Au village Mobo, à une douzaine de kilomètres de Thiaré, nous sommes donc allés au marché hebdomadaire, marchander notre bête. Encore une fois la présence de toubabs (blancs) ne laisse personne indifférent. Surtout deux blêmettes comme nous. Comme dans la plupart des marchés africains, les étales font dans l’anarchie organisée. S’empilent pèle-mêle de la nourriture, des vêtements et des épices. Quand on cherche un truc précis, on nous envoie d’un tapis à un autre sans nécessairement trouver. Notre nez hume des saveurs différentes et intéressantes comme il se bouche pour laisser respirer la bouche. Quand ça pue, le bouche c’est mieux pour respirer.
Passé le marché, les troupeaux sont là avec leurs maîtres, prêts à trouver preneurs. La présence de blancs, même s’ils ne font pas partie de la négo officielle devient un obstacle pour Malick. Blanc égale argent. Après une longue discussion, le choix s’est arrêté sur un gros bouc qui, malgré les 10 000 CFA d’excédent attribuable à notre couleur de peau, nous coûtera finalement quelques cent vingt dollars. Pas mal pour nourrir une cinquantaine de personnes. Les pattes ficelées, notre repas à barbichette s’est retrouvé dans le coffre arrière de notre Peugeot à haillon et fait la conversation avec nous tout le long du voyage.
Ça va bien?
Ça va.
Et la famille?
La famille va bien.
Alors tout va bien?
Tout va bien.
Ça va bien.
Très bien.
Jusqu’à vendredi.
S’il était nerveux, on peut en dire davantage de nous. Disons qu’il bougeait assez pour nous faire douter de la solidité de la corde. Dans l’ordre des choses, c’est nous qui devrions le manger, pas le contraire.
Ce repas sera pour nous comme célébrer la Tabaski en retard (on l’a fêté en novembre cette année). Cette fête est un moment fort de la vie religieuse et culturelle au Sénégal. Elle célèbre le geste d’Abraham, à qui Dieu avait ordonné de sacrifier son enfant. Au dernier moment, un beau bélier cornu lui est envoyé du paradis pour le rachat de son fils. Pour perpétuer ce geste, triomphe de la foi sur le doute et le scepticisme, on recommande, à ceux qui ont les moyens, d’ immoler une belle bête après une prière de deux Rakkas (génuflexion).
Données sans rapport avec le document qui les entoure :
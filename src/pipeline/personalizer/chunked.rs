use anyhow::anyhow;

use crate::backend::{GenerationError, QUOTA_MESSAGE};
use crate::html::chunk::{lift_buttons, split_at_tag_boundaries};
use crate::html::dom::HtmlDocument;
use crate::pipeline::prompts::chunk_prompt;
use crate::placeholders::restore_buttons;
use crate::textutil::count_tokens;

use super::{RewriteStrategy, SegmentCx, SegmentOutcome, SegmentSpec};

/// Whole-document strategy: buttons are lifted to placeholder tokens, the
/// serialized document is rewritten chunk by chunk, and the chunks are
/// concatenated and the buttons restored. There is no per-chunk fallback:
/// any chunk failure aborts the segment and discards partial output.
pub(crate) struct ChunkedStrategy;

impl RewriteStrategy for ChunkedStrategy {
    fn name(&self) -> &'static str {
        "chunked"
    }

    fn segment_key(&self, spec: &SegmentSpec) -> String {
        format!("Segment {}", spec.index)
    }

    fn personalize(
        &self,
        cx: &SegmentCx<'_>,
        html: &str,
        spec: &SegmentSpec,
    ) -> anyhow::Result<SegmentOutcome> {
        let mut doc = HtmlDocument::parse(html);
        let buttons = lift_buttons(&mut doc);
        let masked = doc.serialize();
        let chunks = split_at_tag_boundaries(&masked, cx.chunk_chars);

        let total = chunks.len();
        let mut rewritten = String::with_capacity(masked.len());

        for (i, chunk) in chunks.iter().enumerate() {
            let prompt = chunk_prompt(cx.prompts, &spec.description, chunk, cx.platform);
            if count_tokens(&prompt) > cx.prompt_token_budget {
                return Err(anyhow!(
                    "prompt for chunk {}/{total} exceeds the {}-token budget; shorten the input",
                    i + 1,
                    cx.prompt_token_budget
                ));
            }
            let _ = cx.trace.write_chunk_text(spec.index, i + 1, "prompt", &prompt);

            let output = cx.backend.rewrite(&prompt).map_err(|err| match err {
                GenerationError::Quota(_) => {
                    anyhow!("{QUOTA_MESSAGE} (chunk {}/{total})", i + 1)
                }
                GenerationError::Backend(msg) => {
                    anyhow!("generating chunk {}/{total} failed: {msg}", i + 1)
                }
            })?;
            if output.trim().is_empty() {
                return Err(anyhow!("chunk {}/{total} returned no content", i + 1));
            }
            let _ = cx.trace.write_chunk_text(spec.index, i + 1, "output", &output);

            rewritten.push_str(&output);
            cx.progress.progress("rewrite chunks", i + 1, total.max(1));
        }

        let (restored, unresolved) = restore_buttons(&rewritten, &buttons);
        let warnings: Vec<String> = unresolved
            .iter()
            .map(|t| format!("placeholder_unrestored:{t}"))
            .collect();

        Ok(SegmentOutcome {
            key: self.segment_key(spec),
            html: restored,
            units_total: total,
            units_accepted: total,
            units_reverted: 0,
            warnings,
        })
    }
}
La viande est mangée dans la famille et donnée aux nécessiteux. La recherche du mouton est une activité qui s’entreprend de nombreux jours avant la fête. Le hic, c’est que le prix du mouton s’enflamme pendant cette période, causant des maux de tête, mais surtout des ennuis financiers importants aux Sénégalais moins fortunés qui s’endettent pour s’en procurer un.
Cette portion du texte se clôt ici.